- Source records
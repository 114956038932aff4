//! Translation of CLI `stream-json` output into Messages API stream events
//!
//! The [`Translator`] is fed one stdout line at a time and returns the wire
//! events that line produces. Output block indices are assigned here and
//! never follow the CLI's own numbering, which restarts for every internal
//! turn of an agentic run.

use std::mem;

use bridge_cli::{
    classify_failure,
    fragment::{
        AssistantTurn, BlockDelta, BlockStart, CliFragment, CliUsage, ResultSummary, StreamEvent as CliEvent, TurnBlock,
        parse_line,
    },
};
use serde_json::{Value, json};

use crate::{
    MessagesError,
    protocol::{ContentDelta, Message, MessageDelta, ResponseBlock, StopReason, StreamEvent, Usage},
};

/// Longest excerpt of a malformed line included in logs
const LOG_EXCERPT: usize = 200;

#[derive(Debug, Clone, Copy, PartialEq, Eq)]
enum BlockKind {
    Text,
    ToolUse,
}

#[derive(Debug, Clone, Copy)]
struct OpenBlock {
    index: u32,
    /// CLI block index for partial-message blocks
    cli_index: Option<usize>,
    kind: BlockKind,
}

/// Per-request translation state
#[derive(Debug)]
pub struct Translator {
    message_id: String,
    model: String,
    prompt_chars: usize,
    started: bool,
    next_index: u32,
    open: Option<OpenBlock>,
    /// CLI index of a block being skipped (thinking and friends)
    skipped: Option<usize>,
    seen_partials: bool,
    stop_reason: Option<StopReason>,
    reported_usage: Option<CliUsage>,
    final_usage: Option<CliUsage>,
    result_text: Option<String>,
    output_chars: usize,
    lines: usize,
    malformed: usize,
    pending: Vec<StreamEvent>,
}

impl Translator {
    /// `prompt_chars` is the length of the stdin payload, used for the input
    /// token estimate when the CLI reports no usage
    pub fn new(message_id: impl Into<String>, model: impl Into<String>, prompt_chars: usize) -> Self {
        Self {
            message_id: message_id.into(),
            model: model.into(),
            prompt_chars,
            started: false,
            next_index: 0,
            open: None,
            skipped: None,
            seen_partials: false,
            stop_reason: None,
            reported_usage: None,
            final_usage: None,
            result_text: None,
            output_chars: 0,
            lines: 0,
            malformed: 0,
            pending: Vec::new(),
        }
    }

    /// Consume one stdout line
    ///
    /// # Errors
    ///
    /// Fails when the line reports an error: a `result` flagged `is_error` or
    /// an `error` stream event
    pub fn push_line(&mut self, line: &str) -> Result<Vec<StreamEvent>, MessagesError> {
        let fragment = match parse_line(line) {
            Ok(Some(fragment)) => fragment,
            Ok(None) => return Ok(Vec::new()),
            Err(e) => {
                self.lines += 1;
                self.malformed += 1;
                tracing::warn!(error = %e, line = excerpt(line), "skipping malformed CLI output line");
                return Ok(Vec::new());
            }
        };
        self.lines += 1;

        match fragment {
            CliFragment::StreamEvent { event } => self.on_stream_event(event)?,
            CliFragment::Assistant { message } => self.on_assistant(message),
            CliFragment::Result(summary) => self.on_result(summary)?,
            CliFragment::Other => {}
        }

        Ok(mem::take(&mut self.pending))
    }

    /// Close the message after the process exited successfully
    ///
    /// Emits `message_start` if nothing did yet, closes the open block, makes
    /// sure at least one block exists, then emits `message_delta` and
    /// `message_stop`.
    ///
    /// # Errors
    ///
    /// Returns [`MessagesError::EmptyResponse`] when lines were received but
    /// none of them parsed
    pub fn finish(&mut self) -> Result<Vec<StreamEvent>, MessagesError> {
        if self.lines > 0 && self.malformed == self.lines {
            return Err(MessagesError::EmptyResponse);
        }

        if self.next_index == 0
            && let Some(text) = self.result_text.take().filter(|t| !t.is_empty())
        {
            self.open_text(None);
            self.push_text(text);
        }

        self.ensure_started();
        self.close_open();

        if self.next_index == 0 {
            self.open_text(None);
            self.close_open();
        }

        let usage = self.usage();
        self.pending.push(StreamEvent::MessageDelta {
            delta: MessageDelta {
                stop_reason: Some(self.stop_reason.unwrap_or(StopReason::EndTurn)),
                stop_sequence: None,
            },
            usage,
        });
        self.pending.push(StreamEvent::MessageStop);

        Ok(mem::take(&mut self.pending))
    }

    /// Lines that failed to parse so far
    pub const fn malformed_lines(&self) -> usize {
        self.malformed
    }

    fn on_stream_event(&mut self, event: CliEvent) -> Result<(), MessagesError> {
        match event {
            CliEvent::MessageStart { message } => {
                self.close_open();
                self.skipped = None;
                if let Some(usage) = message.usage {
                    self.note_usage(usage);
                }
            }
            CliEvent::ContentBlockStart { index, content_block } => {
                self.seen_partials = true;
                match content_block {
                    BlockStart::Text { text } => {
                        self.open_text(Some(index));
                        self.push_text(text);
                    }
                    BlockStart::ToolUse { id, name, input } => {
                        self.open_tool_use(id, name, Some(index));
                        if input.as_object().is_some_and(|o| !o.is_empty()) {
                            self.push_json(input.to_string());
                        }
                    }
                    BlockStart::Other => self.skipped = Some(index),
                }
            }
            CliEvent::ContentBlockDelta { index, delta } => {
                self.seen_partials = true;
                if self.skipped == Some(index) {
                    return Ok(());
                }
                match delta {
                    BlockDelta::TextDelta { text } => {
                        if !self.is_open(index, BlockKind::Text) {
                            self.open_text(Some(index));
                        }
                        self.push_text(text);
                    }
                    BlockDelta::InputJsonDelta { partial_json } => {
                        if self.is_open(index, BlockKind::ToolUse) {
                            self.push_json(partial_json);
                        } else {
                            tracing::debug!(index, "dropping tool input delta without an open tool_use block");
                        }
                    }
                    BlockDelta::Other => {}
                }
            }
            CliEvent::ContentBlockStop { index } => {
                if self.skipped == Some(index) {
                    self.skipped = None;
                } else if self.open.is_some_and(|b| b.cli_index == Some(index)) {
                    self.close_open();
                }
            }
            CliEvent::MessageDelta { delta, usage } => {
                if let Some(reason) = delta.stop_reason {
                    self.stop_reason = Some(StopReason::from_cli(&reason));
                }
                if let Some(usage) = usage {
                    self.note_usage(usage);
                }
            }
            CliEvent::MessageStop => self.close_open(),
            CliEvent::Error { error } => {
                let message = format!("{}: {}", error.error_type, error.message);
                return Err(classify_failure(None, "", Some(&message)).into());
            }
            CliEvent::Other => {}
        }

        Ok(())
    }

    /// Consolidated turns only carry content when the CLI emitted no partial
    /// messages, otherwise the same content was already streamed
    fn on_assistant(&mut self, turn: AssistantTurn) {
        if let Some(reason) = turn.stop_reason {
            self.stop_reason = Some(StopReason::from_cli(&reason));
        }
        if let Some(usage) = turn.usage {
            self.note_usage(usage);
        }

        if self.seen_partials {
            return;
        }

        for block in turn.content {
            match block {
                TurnBlock::Text { text } => {
                    self.open_text(None);
                    self.push_text(text);
                    self.close_open();
                }
                TurnBlock::ToolUse { id, name, input } => {
                    self.open_tool_use(id, name, None);
                    let input = if input.is_null() { json!({}) } else { input };
                    self.push_json(input.to_string());
                    self.close_open();
                }
                TurnBlock::Other => {}
            }
        }
    }

    fn on_result(&mut self, summary: ResultSummary) -> Result<(), MessagesError> {
        if summary.is_error {
            let reported = summary
                .result
                .or(summary.subtype)
                .unwrap_or_else(|| "claude CLI reported an error".to_owned());
            return Err(classify_failure(None, "", Some(&reported)).into());
        }

        self.final_usage = summary.usage;
        self.result_text = summary.result;
        Ok(())
    }

    fn ensure_started(&mut self) {
        if !self.started {
            self.started = true;
            self.pending.push(StreamEvent::MessageStart {
                message: Message::started(&self.message_id, &self.model),
            });
        }
    }

    fn is_open(&self, cli_index: usize, kind: BlockKind) -> bool {
        self.open.is_some_and(|b| b.cli_index == Some(cli_index) && b.kind == kind)
    }

    fn open_text(&mut self, cli_index: Option<usize>) {
        self.start_block(BlockKind::Text, cli_index, ResponseBlock::Text { text: String::new() });
    }

    fn open_tool_use(&mut self, id: String, name: String, cli_index: Option<usize>) {
        let content_block = ResponseBlock::ToolUse {
            id,
            name,
            input: Value::Object(serde_json::Map::new()),
        };
        self.start_block(BlockKind::ToolUse, cli_index, content_block);
    }

    fn start_block(&mut self, kind: BlockKind, cli_index: Option<usize>, content_block: ResponseBlock) {
        self.ensure_started();
        self.close_open();

        let index = self.next_index;
        self.next_index += 1;
        self.open = Some(OpenBlock { index, cli_index, kind });
        self.pending.push(StreamEvent::ContentBlockStart { index, content_block });
    }

    fn close_open(&mut self) {
        if let Some(block) = self.open.take() {
            self.pending.push(StreamEvent::ContentBlockStop { index: block.index });
        }
    }

    fn push_text(&mut self, text: String) {
        let Some(block) = self.open.filter(|_| !text.is_empty()) else {
            return;
        };
        self.output_chars += text.chars().count();
        self.pending.push(StreamEvent::ContentBlockDelta {
            index: block.index,
            delta: ContentDelta::TextDelta { text },
        });
    }

    fn push_json(&mut self, partial_json: String) {
        let Some(block) = self.open.filter(|_| !partial_json.is_empty()) else {
            return;
        };
        self.output_chars += partial_json.chars().count();
        self.pending.push(StreamEvent::ContentBlockDelta {
            index: block.index,
            delta: ContentDelta::InputJsonDelta { partial_json },
        });
    }

    fn note_usage(&mut self, usage: CliUsage) {
        let merged = self.reported_usage.get_or_insert_with(CliUsage::default);
        for (slot, value) in [
            (&mut merged.input_tokens, usage.input_tokens),
            (&mut merged.output_tokens, usage.output_tokens),
            (&mut merged.cache_creation_input_tokens, usage.cache_creation_input_tokens),
            (&mut merged.cache_read_input_tokens, usage.cache_read_input_tokens),
        ] {
            if value > 0 {
                *slot = value;
            }
        }
    }

    /// Reported counts, with cache reads and writes folded into input tokens,
    /// or a four-characters-per-token estimate
    fn usage(&self) -> Usage {
        match self.final_usage.or(self.reported_usage) {
            Some(u) => Usage {
                input_tokens: u.input_tokens + u.cache_creation_input_tokens + u.cache_read_input_tokens,
                output_tokens: u.output_tokens,
            },
            None => Usage {
                input_tokens: estimate_tokens(self.prompt_chars),
                output_tokens: estimate_tokens(self.output_chars),
            },
        }
    }
}

fn estimate_tokens(chars: usize) -> u64 {
    u64::try_from(chars.div_ceil(4)).unwrap_or(u64::MAX)
}

fn excerpt(line: &str) -> &str {
    match line.char_indices().nth(LOG_EXCERPT) {
        Some((end, _)) => &line[..end],
        None => line,
    }
}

- Work to be completed
Could you return every line from the entries above in which the string "derive" occurs?

- Finished task
#[derive(Debug, Clone, Copy, PartialEq, Eq)]
#[derive(Debug, Clone, Copy)]
#[derive(Debug)]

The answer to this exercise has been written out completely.